[Dataset content Boundary: Start]
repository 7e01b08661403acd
//! Server URL normalisation and the API version model.

use std::fmt::{self, Display, Formatter};

use once_cell::sync::Lazy;
use regex::Regex;
use url::Url;

use crate::error::{ConfigError, ConfigResult};

static VERSIONED_API: Lazy<Regex> =
    Lazy::new(|| Regex::new(r"/api/(\d+)\.(\d+)$").expect("static regex is valid"));
static API_SUFFIX: Lazy<Regex> =
    Lazy::new(|| Regex::new(r"/api(/\d+\.\d+)?$").expect("static regex is valid"));

/// REST API version advertised in the server URL.
#[derive(Debug, Clone, Copy, PartialEq, Eq, PartialOrd, Ord, Hash)]
pub struct ApiVersion {
    /// Major component.
    pub major: u32,
    /// Minor component.
    pub minor: u32,
}

impl ApiVersion {
    /// Oldest supported version, assumed when the URL carries none.
    pub const V1_0: Self = Self::new(1, 0);
    /// First version with native multi-value filters and name/email filtering.
    pub const V1_1: Self = Self::new(1, 1);
    /// First version allowing bundle mutation.
    pub const V1_2: Self = Self::new(1, 2);

    /// Build a version from its components.
    #[must_use]
    pub const fn new(major: u32, minor: u32) -> Self {
        Self { major, minor }
    }
}

impl Display for ApiVersion {
    fn fmt(&self, formatter: &mut Formatter<'_>) -> fmt::Result {
        write!(formatter, "{}.{}", self.major, self.minor)
    }
}

/// Normalised server base URL plus the version embedded in it, if any.
#[derive(Debug, Clone, PartialEq, Eq)]
pub struct ServerDescriptor {
    url: String,
    version: Option<ApiVersion>,
}

impl ServerDescriptor {
    /// Normalise a configured server value.
    ///
    /// Trailing slashes are stripped and `/api` is appended unless the URL
    /// already ends in `/api` or `/api/{major}.{minor}`.
    ///
    /// # Errors
    ///
    /// Returns [`ConfigError::InvalidServer`] when the value is not a URL.
    pub fn parse(raw: &str) -> ConfigResult<Self> {
        let trimmed = raw.trim().trim_end_matches('/');
        Url::parse(trimmed).map_err(|err| ConfigError::InvalidServer {
            value: raw.to_string(),
            reason: err.to_string(),
        })?;

        let version = VERSIONED_API.captures(trimmed).and_then(|captures| {
            let major = captures.get(1)?.as_str().parse().ok()?;
            let minor = captures.get(2)?.as_str().parse().ok()?;
            Some(ApiVersion::new(major, minor))
        });

        let url = if API_SUFFIX.is_match(trimmed) {
            trimmed.to_string()
        } else {
            format!("{trimmed}/api")
        };

        Ok(Self { url, version })
    }

    /// Base URL every resource path hangs off.
    #[must_use]
    pub fn url(&self) -> &str {
        &self.url
    }

    /// Version used for feature gating; `1.0` when the URL carries none.
    #[must_use]
    pub fn version(&self) -> ApiVersion {
        self.version.unwrap_or(ApiVersion::V1_0)
    }

    /// Whether the configured URL named an explicit version.
    #[must_use]
    pub const fn has_explicit_version(&self) -> bool {
        self.version.is_some()
    }

    /// Emit the operator-facing warning for unversioned URLs.
    pub fn warn_if_unversioned(&self) {
        if self.has_explicit_version() {
            return;
        }
        tracing::warn!("Server version missing");
        tracing::warn!(
            "You should provide the server version in the URL configured via git-config or --server"
        );
        tracing::warn!("This will be required in git-pw 2.0");
    }

    /// Collection endpoint, always with a trailing slash.
    #[must_use]
    pub fn collection_url(&self, resource: &str) -> String {
        format!("{}/{resource}/", self.url)
    }

    /// Member endpoint, always with a trailing slash.
    #[must_use]
    pub fn member_url(&self, resource: &str, id: impl Display) -> String {
        format!("{}/{resource}/{id}/", self.url)
    }
}

#[cfg(test)]
mod tests {
    use super::*;

    fn parse(raw: &str) -> ServerDescriptor {
        ServerDescriptor::parse(raw).expect("valid server")
    }

    #[test]
    fn unversioned_api_url_defaults_to_oldest_version() {
        let server = parse("https://example.com/api");
        assert_eq!(server.url(), "https://example.com/api");
        assert_eq!(server.version(), ApiVersion::V1_0);
        assert!(!server.has_explicit_version());
    }

    #[test]
    fn versioned_api_url_is_kept() {
        let server = parse("https://example.com/api/1.1/");
        assert_eq!(server.url(), "https://example.com/api/1.1");
        assert_eq!(server.version(), ApiVersion::V1_1);
        assert!(server.has_explicit_version());
    }

    #[test]
    fn bare_host_gains_api_suffix() {
        let server = parse("https://example.com/");
        assert_eq!(server.url(), "https://example.com/api");
        assert!(!server.has_explicit_version());
    }

    #[test]
    fn nested_prefix_gains_api_suffix() {
        let server = parse("https://example.com/patchwork");
        assert_eq!(server.url(), "https://example.com/patchwork/api");
    }

    #[test]
    fn invalid_url_is_rejected() {
        let err = ServerDescriptor::parse("not a url").expect_err("invalid URL");
        assert!(matches!(err, ConfigError::InvalidServer { .. }));
    }

    #[test]
    fn versions_order_lexicographically() {
        assert!(ApiVersion::V1_0 < ApiVersion::V1_1);
        assert!(ApiVersion::V1_1 < ApiVersion::V1_2);
        assert!(ApiVersion::new(2, 0) > ApiVersion::new(1, 10));
        assert_eq!(ApiVersion::V1_2.to_string(), "1.2");
    }

    #[test]
    fn resource_urls_carry_trailing_slash() {
        let server = parse("https://example.com/api/1.2");
        assert_eq!(
            server.collection_url("patches"),
            "https://example.com/api/1.2/patches/"
        );
        assert_eq!(
            server.member_url("bundles", 7),
            "https://example.com/api/1.2/bundles/7/"
        );
    }
}
#![forbid(unsafe_code)]
#![deny(
    warnings,
    dead_code,
    unused,
    unused_imports,
    unused_must_use,
    unreachable_pub,
    clippy::all,
    clippy::pedantic,
    clippy::nursery,
    rustdoc::broken_intra_doc_links,
    rustdoc::bare_urls,
    missing_docs
)]
#![allow(clippy::redundant_pub_crate)]

//! Command-line client for a Patchwork instance.
//!
//! Layout:
//! - `cli.rs`: argument parsing and command dispatch
//! - `commands/`: patch, series and bundle handlers
//! - `client.rs`: shared context, error taxonomy and exit codes
//! - `api.rs`: REST request layer and version-adaptive filter resolution
//! - `output.rs`: table/CSV/YAML renderers and the pager
//! - `git.rs`: `git am` integration
//! - `main.rs`: thin entrypoint delegating to `run()`

pub(crate) mod api;
pub(crate) mod cli;
pub(crate) mod client;
pub(crate) mod commands;
pub(crate) mod git;
pub(crate) mod output;

pub use cli::run;
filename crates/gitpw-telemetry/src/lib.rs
#![forbid(unsafe_code)]
#![deny(
    warnings,
    dead_code,
    unused,
    unused_imports,
    unused_must_use,
    unreachable_pub,
    clippy::all,
    clippy::pedantic,
    clippy::nursery,
    rustdoc::broken_intra_doc_links,
    rustdoc::bare_urls,
    missing_docs
)]

//! Logging primitives for the `git-pw` workspace.
//!
//! Layout: `init.rs` (subscriber installation and format selection),
//! `error.rs` (typed failures surfaced by installation).

pub mod error;
pub mod init;

pub use error::{Result, TelemetryError};
pub use init::{DEBUG_LOG_LEVEL, DEFAULT_LOG_LEVEL, LogFormat, LoggingConfig, init_logging};
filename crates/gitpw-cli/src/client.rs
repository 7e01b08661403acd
//! Shared client context, error taxonomy, and exit-code mapping for the CLI.

use std::fmt::{self, Display, Formatter};
use std::time::Duration;

use anyhow::anyhow;
use gitpw_config::{ApiVersion, ConfigError, ServerDescriptor, Settings};
use once_cell::sync::OnceCell;
use reqwest::{Client, StatusCode};

use crate::git::Git;

pub(crate) const USER_AGENT: &str = concat!("git-pw (", env!("CARGO_PKG_VERSION"), ")");
pub(crate) const DEFAULT_TIMEOUT_SECS: u64 = 30;

/// What a failed request was trying to do, for user-facing messages.
#[derive(Debug, Clone, Copy, PartialEq, Eq)]
pub(crate) enum Operation {
    Fetch,
    Create,
    Update,
    Delete,
}

impl Operation {
    pub(crate) const fn verb(self) -> &'static str {
        match self {
            Self::Fetch => "fetch",
            Self::Create => "create",
            Self::Update => "update",
            Self::Delete => "delete",
        }
    }
}

/// Transport and HTTP status failures.
#[derive(Debug)]
pub(crate) enum HttpError {
    /// 5xx with a body: an upstream bug worth surfacing in full.
    Server { status: StatusCode, body: String },
    NotFound,
    /// Any other client error; the body is assumed to be JSON.
    Rejected { status: StatusCode, body: String },
    /// Error status without a body.
    Empty {
        operation: Operation,
        status: StatusCode,
    },
    /// No response at all.
    Unreachable {
        operation: Operation,
        source: reqwest::Error,
    },
}

/// CLI-level error type; each variant maps to one user-facing outcome.
#[derive(Debug)]
pub(crate) enum CliError {
    Config(ConfigError),
    Validation(String),
    Http(HttpError),
    /// `git am` failed; its output is surfaced verbatim.
    Process { code: i32, output: String },
    Failure(anyhow::Error),
}

/// Convenience alias for functions returning a `CliError`.
pub(crate) type CliResult<T> = Result<T, CliError>;

impl CliError {
    pub(crate) fn validation(message: impl Into<String>) -> Self {
        Self::Validation(message.into())
    }

    pub(crate) fn failure(error: impl Into<anyhow::Error>) -> Self {
        Self::Failure(error.into())
    }

    pub(crate) const fn exit_code(&self) -> i32 {
        match self {
            Self::Process { code, .. } => *code,
            _ => 1,
        }
    }

    pub(crate) fn display_message(&self) -> String {
        match self {
            Self::Config(err) => err.to_string(),
            Self::Validation(message) => message.clone(),
            Self::Http(HttpError::Server { .. }) => {
                "Server error. Please report this issue to https://github.com/getpatchwork/patchwork"
                    .to_string()
            }
            Self::Http(HttpError::NotFound) => "Resource not found".to_string(),
            Self::Http(HttpError::Rejected { body, .. }) => body.clone(),
            Self::Http(
                HttpError::Empty { operation, .. } | HttpError::Unreachable { operation, .. },
            ) => format!(
                "Failed to {} resource. Is your configuration correct?\nUse the '--debug' flag for more information",
                operation.verb()
            ),
            Self::Process { output, .. } => output.clone(),
            Self::Failure(error) => format!("{error:#}"),
        }
    }

    /// Full diagnostic detail, printed for server errors and in debug mode.
    pub(crate) fn diagnostic(&self) -> Option<String> {
        match self {
            Self::Http(HttpError::Server { status, body })
            | Self::Http(HttpError::Rejected { status, body }) => {
                Some(format!("status {status}: {}", body.trim()))
            }
            Self::Http(HttpError::Empty { status, .. }) => {
                Some(format!("status {status} with an empty body"))
            }
            Self::Http(HttpError::Unreachable { source, .. }) => Some(format!("{source:?}")),
            Self::Failure(error) => Some(format!("{error:?}")),
            _ => None,
        }
    }

    /// Server-side bugs always surface their diagnostic.
    pub(crate) const fn always_diagnose(&self) -> bool {
        matches!(self, Self::Http(HttpError::Server { .. }))
    }
}

impl From<ConfigError> for CliError {
    fn from(err: ConfigError) -> Self {
        Self::Config(err)
    }
}

impl From<HttpError> for CliError {
    fn from(err: HttpError) -> Self {
        Self::Http(err)
    }
}

impl Display for CliError {
    fn fmt(&self, formatter: &mut Formatter<'_>) -> fmt::Result {
        formatter.write_str(&self.display_message())
    }
}

impl std::error::Error for CliError {}

/// Application context passed to command handlers.
pub(crate) struct AppContext {
    pub(crate) client: Client,
    pub(crate) settings: Settings,
    pub(crate) git: Git,
    server: OnceCell<ServerDescriptor>,
}

impl AppContext {
    pub(crate) fn new(client: Client, settings: Settings, git: Git) -> Self {
        Self {
            client,
            settings,
            git,
            server: OnceCell::new(),
        }
    }

    /// Construct the HTTP client shared by every request of this invocation.
    pub(crate) fn build_client(timeout: Duration) -> CliResult<Client> {
        Client::builder()
            .user_agent(USER_AGENT)
            .timeout(timeout)
            .build()
            .map_err(|err| CliError::failure(anyhow!("failed to build HTTP client: {err}")))
    }

    /// Resolved server; the unversioned-URL warning fires on first use only.
    pub(crate) fn server(&self) -> CliResult<&ServerDescriptor> {
        self.server
            .get_or_try_init(|| {
                let server = self.settings.server()?;
                server.warn_if_unversioned();
                Ok(server)
            })
    }

    pub(crate) fn version(&self) -> CliResult<ApiVersion> {
        Ok(self.server()?.version())
    }
}

#[cfg(test)]
pub(crate) fn test_context(server_url: &str, pairs: &[(&str, &str)]) -> AppContext {
    use gitpw_config::{ConfigKey, MemoryStore};

    let settings = Settings::new(MemoryStore::from_pairs(pairs.iter().copied()))
        .with_override(ConfigKey::Server, Some(server_url.to_string()));
    AppContext::new(
        Client::new(),
        settings,
        Git::with_program("true"),
    )
}
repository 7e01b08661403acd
#![forbid(unsafe_code)]
#![deny(
    warnings,
    dead_code,
    unused,
    unused_imports,
    unused_must_use,
    unreachable_pub,
    clippy::all,
    clippy::pedantic,
    clippy::nursery,
    rustdoc::broken_intra_doc_links,
    rustdoc::bare_urls,
    missing_docs
)]

//! Layered configuration for the `git-pw` client.
//!
//! Layout: `store.rs` (persistent key/value backends, `git config` first),
//! `settings.rs` (`Settings`: per-invocation overrides over a cached store),
//! `server.rs` (server URL normalisation and API version model),
//! `error.rs` (typed configuration failures).

pub mod error;
pub mod server;
pub mod settings;
pub mod store;

pub use error::{ConfigError, ConfigResult};
pub use server::{ApiVersion, ServerDescriptor};
pub use settings::{ConfigKey, Credentials, DEFAULT_STATES, Settings};
pub use store::{ConfigStore, GitConfigStore, MemoryStore};
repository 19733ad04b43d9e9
use tracing_subscriber::EnvFilter;

use crate::args::LogArgs;

pub fn init_logger(args: &LogArgs) -> Result<(), anyhow::Error> {
    let filter = EnvFilter::try_new(&args.filter)?;
    let builder = tracing_subscriber::fmt().with_env_filter(filter);

    let result = if args.json {
        builder.json().try_init()
    } else {
        builder.try_init()
    };

    result.map_err(|e| anyhow::anyhow!("failed to initialize logger: {e}"))
}
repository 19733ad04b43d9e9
pub mod api_entities;
pub mod app_state;
pub mod http_server;
pub mod openapi;
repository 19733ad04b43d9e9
pub mod entities;
pub mod value_objects;

pub use entities::*;
pub use value_objects::*;
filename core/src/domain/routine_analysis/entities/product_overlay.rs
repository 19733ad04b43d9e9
use serde_json::Value;

use crate::domain::{
    product::entities::{Product, ProductId},
    routine_analysis::defaults::{Defaulted, field},
};

const PRODUCT_KEYS: [&str; 11] = [
    "id",
    "name",
    "brand",
    "category",
    "ingredients",
    "frequency",
    "order",
    "notes",
    "score",
    "rating",
    "issues",
];

/// The per-product fields a model entry may contribute. Anything else it sends is ignored.
#[derive(Debug, Clone, PartialEq)]
pub struct ProductOverlay {
    pub id: ProductId,
    pub score: Option<f64>,
    pub rating: Option<String>,
    pub issues: Option<Vec<String>>,
}

impl ProductOverlay {
    /// Reads one entry of a model's `products` array. Entries without a usable id are skipped.
    pub fn from_entry(entry: &Value) -> Option<Self> {
        if !entry.is_object() {
            return None;
        }
        let id = ProductId::from_value(field(entry, "id"))?;

        Some(Self {
            id,
            score: f64::element(field(entry, "score")),
            rating: String::element(field(entry, "rating")),
            issues: Vec::<String>::element(field(entry, "issues")),
        })
    }

    /// A copy of `original` with the overlay fields this entry supplies.
    pub fn apply(&self, original: &Product) -> Product {
        let mut merged = original.clone();
        if let Some(score) = self.score {
            merged.score = Some(score);
        }
        if let Some(rating) = &self.rating {
            merged.rating = Some(rating.clone());
        }
        if let Some(issues) = &self.issues {
            merged.issues = Some(issues.clone());
        }
        merged
    }
}

/// Reads a product the model proposes rather than one the user owns.
///
/// Display fields come from the entry itself and its other keys (`usage`,
/// `tips`, ...) are carried in `extra`. Entries without a usable id are skipped.
pub fn recommended_product(entry: &Value) -> Option<Product> {
    let overlay = ProductOverlay::from_entry(entry)?;
    let present = |key: &str| Some(field(entry, key)).filter(|v| !v.is_null()).cloned();

    let mut product = Product::new(overlay.id.clone(), String::defaulted(field(entry, "name")))
        .with_brand(String::defaulted(field(entry, "brand")))
        .with_category(String::defaulted(field(entry, "category")))
        .with_ingredients(field(entry, "ingredients").clone());
    product.frequency = present("frequency");
    product.order = present("order");
    product.notes = present("notes");
    product.extra = entry
        .as_object()
        .into_iter()
        .flatten()
        .filter(|(key, _)| !PRODUCT_KEYS.contains(&key.as_str()))
        .map(|(key, value)| (key.clone(), value.clone()))
        .collect();

    Some(overlay.apply(&product))
}

#[cfg(test)]
mod tests {
    use super::*;
    use serde_json::json;

    #[test]
    fn test_from_entry_keeps_only_overlay_keys() {
        let overlay = ProductOverlay::from_entry(&json!({
            "id": "7",
            "score": 8,
            "rating": "Good",
            "issues": ["Drying"],
            "name": "Renamed by model"
        }))
        .unwrap();

        assert_eq!(overlay.id, ProductId::from("7"));
        assert_eq!(overlay.score, Some(8.0));
        assert_eq!(overlay.rating.as_deref(), Some("Good"));
        assert_eq!(overlay.issues, Some(vec!["Drying".to_string()]));
    }

    #[test]
    fn test_from_entry_requires_an_id() {
        assert!(ProductOverlay::from_entry(&json!({"score": 5})).is_none());
        assert!(ProductOverlay::from_entry(&json!({"id": "  "})).is_none());
        assert!(ProductOverlay::from_entry(&json!("p1")).is_none());
    }

    #[test]
    fn test_apply_preserves_display_fields() {
        let original = Product::new(1, "X").with_brand("B");
        let overlay = ProductOverlay::from_entry(&json!({"id": 1, "score": 8})).unwrap();

        let merged = overlay.apply(&original);

        assert_eq!(merged.name, "X");
        assert_eq!(merged.brand, "B");
        assert_eq!(merged.score, Some(8.0));
        assert!(merged.rating.is_none());
        assert!(original.score.is_none());
    }

    #[test]
    fn test_wrong_typed_overlay_values_are_not_applied() {
        let overlay = ProductOverlay::from_entry(
            &json!({"id": 1, "score": "great", "rating": 4, "issues": "none"}),
        )
        .unwrap();

        assert!(!overlay.apply(&Product::new(1, "X")).has_overlay());
    }

    #[test]
    fn test_recommended_product_keeps_the_models_fields() {
        let product = recommended_product(&json!({
            "id": "rec-1",
            "name": "Gentle Cleanser",
            "category": "Cleanser",
            "ingredients": ["Glycerin", "Ceramides"],
            "usage": "AM/PM",
            "tips": "Massage for 60 seconds",
            "score": 9,
            "rating": "Excellent",
            "issues": []
        }))
        .unwrap();

        assert_eq!(product.id, ProductId::from("rec-1"));
        assert_eq!(product.name, "Gentle Cleanser");
        assert_eq!(product.brand, "");
        assert_eq!(product.normalized_ingredients().len(), 2);
        assert_eq!(product.score, Some(9.0));
        assert_eq!(product.issues, Some(vec![]));
        assert_eq!(product.extra.get("usage"), Some(&json!("AM/PM")));
        assert!(!product.extra.contains_key("score"));
    }

    #[test]
    fn test_recommended_product_requires_an_id() {
        let without_id = json!({"name": "Gentle Cleanser", "score": 9});

        assert!(recommended_product(&without_id).is_none());
        assert!(recommended_product(&json!("Gentle Cleanser")).is_none());
    }
}
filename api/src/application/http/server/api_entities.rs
pub mod api_error;
pub mod response;
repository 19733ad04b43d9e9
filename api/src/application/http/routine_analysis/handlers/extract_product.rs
use axum::extract::State;
use serde::{Deserialize, Serialize};
use skinsafe_core::domain::routine_analysis::{
    entities::ExtractedProduct, helpers::resolve_model_output, ports::RoutineAnalysisService,
};
use utoipa::ToSchema;

use crate::application::http::{
    routine_analysis::validators::ModelOutputRequest,
    server::{
        api_entities::{
            api_error::{ApiError, ErrorResponse, ValidateJson},
            response::Response,
        },
        app_state::AppState,
    },
};

#[derive(Debug, Serialize, Deserialize, ToSchema, PartialEq)]
pub struct ExtractProductResponse {
    pub data: ExtractedProduct,
}

#[utoipa::path(
    post,
    path = "/product-extraction",
    tag = "routine-analysis",
    summary = "Reconcile a product label extraction",
    description = "Turns a model's reading of a product label into the product form shape, joining the key ingredients with commas.",
    responses(
        (status = 200, body = ExtractProductResponse),
        (status = 422, body = ErrorResponse)
    ),
    request_body = ModelOutputRequest
)]
pub async fn extract_product(
    State(state): State<AppState>,
    ValidateJson(payload): ValidateJson<ModelOutputRequest>,
) -> Result<Response<ExtractProductResponse>, ApiError> {
    let raw = resolve_model_output(payload.raw).map_err(ApiError::from)?;
    let product = state.service.extract_product(raw).map_err(ApiError::from)?;

    Ok(Response::OK(ExtractProductResponse { data: product }))
}
pub mod common;
pub mod conflict;
pub mod product;
pub mod routine_analysis;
[Dataset content Boundary: End]
- [Required action]
Wherever the word "commands" appears in the data, return the whole line.

- [Answer box]
//! - `commands/`: patch, series and bundle handlers
pub(crate) mod commands;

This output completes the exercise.